During the second half of the fifth century, the abundant silver mines of nearby Laurium allowed Athens to produce millions of tetradrachms. The silver coins helped fund the Golden Age of Athens, during which the military, politics, and culture of the ancient Greek civilization flourished. 

Athenian Tetradrachm

Golden Age of Athens

In 479 B.C., the Greek city-states finally halted the Persian invasion at the Battle of Plataea and united to form the Delian League. Members of the league were required to either supply soldiers for its military or pay a tax into the league’s treasury. Over time, Athens’ control over the Delian League grew, resulting in an empire rather than a coalition.

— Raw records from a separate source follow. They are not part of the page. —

//! BDS CLI
//!
//! Replay scripted host events against a headless carousel and inspect the
//! resulting layout and state.

use anyhow::Result;
use bds_carousel::{Carousel, CarouselLayout, CarouselSnapshot, SnapType};
use bds_core::{IntersectionEntry, Key, ManualClock, PointerEvent, WheelEvent};
use clap::{Parser, Subcommand, ValueEnum};
use serde::Serialize;
use std::path::{Path, PathBuf};
use std::time::Duration;
use tracing::{debug, info, warn};
use tracing_subscriber::{fmt, prelude::*, EnvFilter};

mod config;

use config::{KeyTarget, SimulationFile, Step};

#[derive(Parser)]
#[command(name = "bds")]
#[command(version = env!("CARGO_PKG_VERSION"))]
#[command(about = "BDS headless component CLI", long_about = None)]
struct Cli {
    /// Enable verbose output
    #[arg(short, long, global = true)]
    verbose: bool,

    #[command(subcommand)]
    command: Commands,
}

#[derive(Subcommand)]
enum Commands {
    /// Replay a simulation file against a carousel
    Simulate {
        /// Simulation file (.toml or .json)
        file: PathBuf,

        /// Override the item count from the file
        #[arg(short, long)]
        items: Option<usize>,

        /// Print the report as JSON
        #[arg(long)]
        json: bool,

        /// Include the final render model in the report
        #[arg(long)]
        view: bool,
    },

    /// Compute the layout for a container width
    Layout {
        /// Container clientWidth in px
        #[arg(short, long)]
        width: f32,

        /// Number of items
        #[arg(short, long, default_value = "10")]
        items: usize,

        /// Item width in px
        #[arg(long, default_value = "300")]
        item_width: f32,

        /// Stretch items to the container width
        #[arg(long)]
        full_width: bool,

        /// Snap behaviour
        #[arg(long, value_enum, default_value = "page")]
        snap: SnapArg,

        /// Print the layout as JSON
        #[arg(long)]
        json: bool,
    },
}

#[derive(Clone, Copy, ValueEnum)]
enum SnapArg {
    Item,
    Page,
}

impl From<SnapArg> for SnapType {
    fn from(snap: SnapArg) -> Self {
        match snap {
            SnapArg::Item => SnapType::Item,
            SnapArg::Page => SnapType::Page,
        }
    }
}

fn main() -> Result<()> {
    let cli = Cli::parse();

    // Initialize logging
    let filter = if cli.verbose {
        EnvFilter::new("debug")
    } else {
        EnvFilter::try_from_default_env().unwrap_or_else(|_| EnvFilter::new("info"))
    };

    tracing_subscriber::registry()
        .with(fmt::layer().with_writer(std::io::stderr))
        .with(filter)
        .init();

    match cli.command {
        Commands::Simulate {
            file,
            items,
            json,
            view,
        } => cmd_simulate(&file, items, json, view),

        Commands::Layout {
            width,
            items,
            item_width,
            full_width,
            snap,
            json,
        } => cmd_layout(width, items, item_width, full_width, snap.into(), json),
    }
}

// =============================================================================
// simulate
// =============================================================================

#[derive(Serialize)]
struct StepReport {
    step: usize,
    action: &'static str,
    /// Autoplay advanced the carousel while this step ran
    autoplay_fired: bool,
    state: CarouselSnapshot,
}

#[derive(Serialize)]
struct SimulationReport {
    initial: CarouselSnapshot,
    steps: Vec<StepReport>,
    #[serde(skip_serializing_if = "Option::is_none")]
    view: Option<bds_carousel::CarouselView>,
}

fn cmd_simulate(file: &Path, items: Option<usize>, json: bool, with_view: bool) -> Result<()> {
    let simulation = SimulationFile::load(file)?;
    let total_items = items.unwrap_or(simulation.items);

    info!(
        "Simulating {} ({} items, {} steps)",
        simulation.carousel.id,
        total_items,
        simulation.steps.len()
    );

    let clock = ManualClock::new();
    let mut carousel = Carousel::with_clock(simulation.carousel, total_items, clock.clone())?;
    carousel.resize(simulation.container_width);
    carousel.transition_end();

    let initial = carousel.snapshot();
    let mut steps = Vec::with_capacity(simulation.steps.len());

    for (index, step) in simulation.steps.iter().enumerate() {
        debug!(step = index, action = step.name(), "applying step");
        let autoplay_fired = apply_step(&mut carousel, &clock, step);
        // Transitions complete instantly in a headless replay
        carousel.transition_end();

        let state = carousel.snapshot();
        if !json {
            info!(
                "#{:<3} {:<16} page {}/{}  target {:<3} translateX {:>8.1}  autoplay {:?}{}",
                index,
                step.name(),
                state.current_page + 1,
                state.total_pages,
                state.target_index,
                state.translate_x,
                state.autoplay,
                if autoplay_fired { "  (advanced)" } else { "" }
            );
        }
        steps.push(StepReport {
            step: index,
            action: step.name(),
            autoplay_fired,
            state,
        });
    }

    let report = SimulationReport {
        initial,
        steps,
        view: if with_view { carousel.view() } else { None },
    };

    if json {
        println!("{}", serde_json::to_string_pretty(&report)?);
    } else if let Some(view) = &report.view {
        println!("{}", serde_json::to_string_pretty(view)?);
    }

    Ok(())
}

/// Apply one step, then run deferred work. Returns true when autoplay
/// advanced the carousel.
fn apply_step(carousel: &mut Carousel<ManualClock>, clock: &ManualClock, step: &Step) -> bool {
    match step {
        Step::Advance { ms } => {
            // Advance in interval-sized slices so every firing is observed
            let mut fired = false;
            let mut remaining = Duration::from_millis(*ms);
            let slice = carousel.config().interval();
            while remaining > Duration::ZERO {
                let delta = remaining.min(slice);
                clock.advance(delta);
                remaining -= delta;
                fired |= carousel.tick();
            }
            return fired;
        }
        Step::Resize { width } => carousel.resize(*width),
        Step::TrackResize { width } => carousel.set_track_width(*width),
        Step::Items { count } => carousel.set_total_items(*count),
        Step::Next => carousel.next_click(),
        Step::Prev => carousel.prev_click(),
        Step::Indicator { page } => carousel.indicator_click(*page),
        Step::Drag { from, to } => {
            if carousel.list_pointer_down(&PointerEvent::mouse_down(*from)) {
                carousel.document_pointer(&PointerEvent::mouse_move(*to));
                carousel.document_pointer(&PointerEvent::mouse_up(*to));
            } else {
                warn!("drag ignored: list cannot be dragged");
            }
        }
        Step::Thumb { from, to } => {
            if carousel.thumb_pointer_down(&PointerEvent::mouse_down(*from)) {
                carousel.document_pointer(&PointerEvent::mouse_move(*to));
                carousel.document_pointer(&PointerEvent::mouse_up(*to));
            } else {
                warn!("thumb drag ignored: no scrollbar");
            }
        }
        Step::Track { x } => {
            if carousel.track_pointer_down(&PointerEvent::mouse_down(*x)) {
                carousel.document_pointer(&PointerEvent::mouse_up(*x));
            }
        }
        Step::Focus { target, index } => match target {
            KeyTarget::Items => carousel.focus_item(*index),
            KeyTarget::Indicators => carousel.focus_indicator(*index),
            KeyTarget::Scrollbar => {}
        },
        Step::Blur => carousel.blur_indicators(),
        Step::Key { target, key } => {
            let parsed = key.parse::<Key>().unwrap_or(Key::Other);
            let handled = match target {
                KeyTarget::Items => carousel.item_key_down(parsed),
                KeyTarget::Indicators => carousel.indicator_key_down(parsed).is_some(),
                KeyTarget::Scrollbar => carousel.scrollbar_key_down(parsed),
            };
            if !handled {
                warn!("key {:?} not handled by {:?}", key, target);
            }
        }
        Step::Wheel { delta_x } => {
            carousel.wheel(&WheelEvent::horizontal(*delta_x));
        }
        Step::Hover { inside } => {
            if *inside {
                carousel.mouse_enter();
            } else {
                carousel.mouse_leave();
            }
        }
        Step::Visibility { ratio } => {
            let container_id = carousel.config().container_id();
            carousel.intersect(&IntersectionEntry::new(container_id, *ratio));
        }
        Step::AutoplayToggle => carousel.autoplay_button_click(),
        Step::HeaderButton => carousel.header_button_click(),
    }
    carousel.tick()
}

// =============================================================================
// layout
// =============================================================================

fn cmd_layout(
    width: f32,
    items: usize,
    item_width: f32,
    full_width: bool,
    snap: SnapType,
    json: bool,
) -> Result<()> {
    if !(item_width.is_finite() && item_width > 0.0) {
        anyhow::bail!("Invalid item width {}", item_width);
    }

    let layout = CarouselLayout::compute("carousel", items, item_width, full_width, snap, width);

    if json {
        println!("{}", serde_json::to_string_pretty(&layout)?);
        return Ok(());
    }

    info!(
        "{} items in {}px: {} per page, {} pages, max translateX {}",
        items, width, layout.items_per_page, layout.total_pages, layout.max_translate_x
    );
    for (index, item) in layout.coordinates.iter().enumerate() {
        println!("{:>4}  {:>9.1}  {:>9.1}", index, item.left, item.right);
    }
    Ok(())
}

In 454 B.C., the Athenian general Pericles moved the Delian League’s treasury from Delos to Athens. While Pericles maintained that moving the treasury would help ensure its safety from Persia, the transfer also allowed Athens to gain greater access to the treasury’s funds, which it used to restore the Acropolis and complete public works projects.

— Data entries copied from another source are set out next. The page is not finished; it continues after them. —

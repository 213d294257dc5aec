//! # BDS Carousel
//!
//! Headless engine for the BDS carousel: a horizontally scrolling list of
//! items with page snapping, drag and scrollbar scrolling, windowed page
//! indicators and autoplay.
//!
//! The engine owns no rendering. The host measures the container, feeds
//! pointer, keyboard and observer events in, calls [`Carousel::tick`] from
//! its frame loop and draws whatever [`Carousel::view`] returns.
//!
//! ```text
//! host events ──► Carousel ──► CarouselLayout (geometry cache)
//!                    │     ──► PagePosition  (navigation)
//!                    │     ──► offset        (drag / scrollbar)
//!                    │     ──► Autoplay      (Timer)
//!                    ▼
//!               CarouselView ──► renderer
//! ```
//!
//! ## Example
//!
//! ```rust
//! use bds_carousel::{Carousel, CarouselConfig, CarouselLabels};
//! use bds_core::ManualClock;
//!
//! let labels = CarouselLabels {
//!     next_button: "Next".into(),
//!     prev_button: "Previous".into(),
//!     pause_button: "Pause".into(),
//!     resume_button: "Resume".into(),
//!     pagination: "Pagination".into(),
//!     pagination_indicator: "Page %s of %s".into(),
//! };
//! let config = CarouselConfig::new("picks", labels);
//!
//! let mut carousel = Carousel::with_clock(config, 20, ManualClock::new())?;
//! carousel.resize(948.0);
//! assert_eq!(carousel.total_pages(), 7);
//!
//! carousel.next_click();
//! assert_eq!(carousel.translate_x(), -948.0);
//! # Ok::<(), bds_carousel::CarouselError>(())
//! ```

pub mod autoplay;
pub mod carousel;
pub mod config;
pub mod constants;
pub mod context;
pub mod drag;
pub mod error;
pub mod focus;
pub mod geometry;
pub mod mount;
pub mod navigation;
pub mod pagination;
pub mod scrollbar;
pub mod view;

#[cfg(test)]
mod tests;

pub use autoplay::{Autoplay, AutoplayState};
pub use carousel::{Carousel, CarouselSnapshot};
pub use config::{CarouselConfig, CarouselLabels, NavButtonPlacement, PaginationType, SnapType};
pub use context::{CarouselContext, CarouselHandle, CarouselProvider, ProviderGuard};
pub use drag::{DragMapping, DragRelease, DragSession, DragState};
pub use error::{CarouselError, Result};
pub use geometry::{CarouselLayout, ItemCoordinate};
pub use mount::{mount, HostEvents, MountGuard};
pub use navigation::{Direction, PagePosition};
pub use pagination::{IndicatorView, IndicatorWindow};
pub use scrollbar::{Scrollbar, ScrollbarMetrics};
pub use view::{
    BodyView, CarouselView, FooterView, HeaderView, ItemView, NavButtonView, PaginationView,
    ScrollbarView,
};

Culture also thrived. The playwrights Aeschylus, Sophocles and Euripides all wrote in Athens during the 5th century BC. They were joined by historians Herodotus and Thucydides, the physician Hippocrates, and the philosophers Plato and Socrates.

Role of Tetradrachms

The Tetradrachms of Athens served as currency throughout the ancient world. The coins were used not only to pay for goods and services but were a trade good in themselves. To make its coins distinctive, the Athenian tetradrachm was based on the “Attic” standard of 4.3 grams per drachma. 

Athenian tetradrachms were minted for more than four hundred years, during which the design of the coins did not change significantly. The obverse of the ancient coins features the head of the goddess Athena in right profile, with the design extending to the edge of the coin. She wears a crested Attic helmet adorned with three olive leaves above the visor and a spiral palmette on the bowl. Athena is smiling, with a frontal almond-shaped eye.

The reverse features an owl, which is why the coins are often referred to as “Athenian owls.” The owl is depicted with its head turned to the front and tilted slightly. The wing and three tail feathers are clearly portrayed. An olive sprig is featured in the top left corner, and a crescent is located above the owl’s wing. The reverse includes the inscription, ΑΘΕ, which is an abbreviation of ATHENAION, meaning “of the Athenians.” 

Athenian “owls,” as they are known to collectors, are quite common.  They were the international trade coin in the ancient world for over two centuries.  Finding coins with a full crest in the helmet and a full face and nice strike is somewhat challenging, but they are readily available.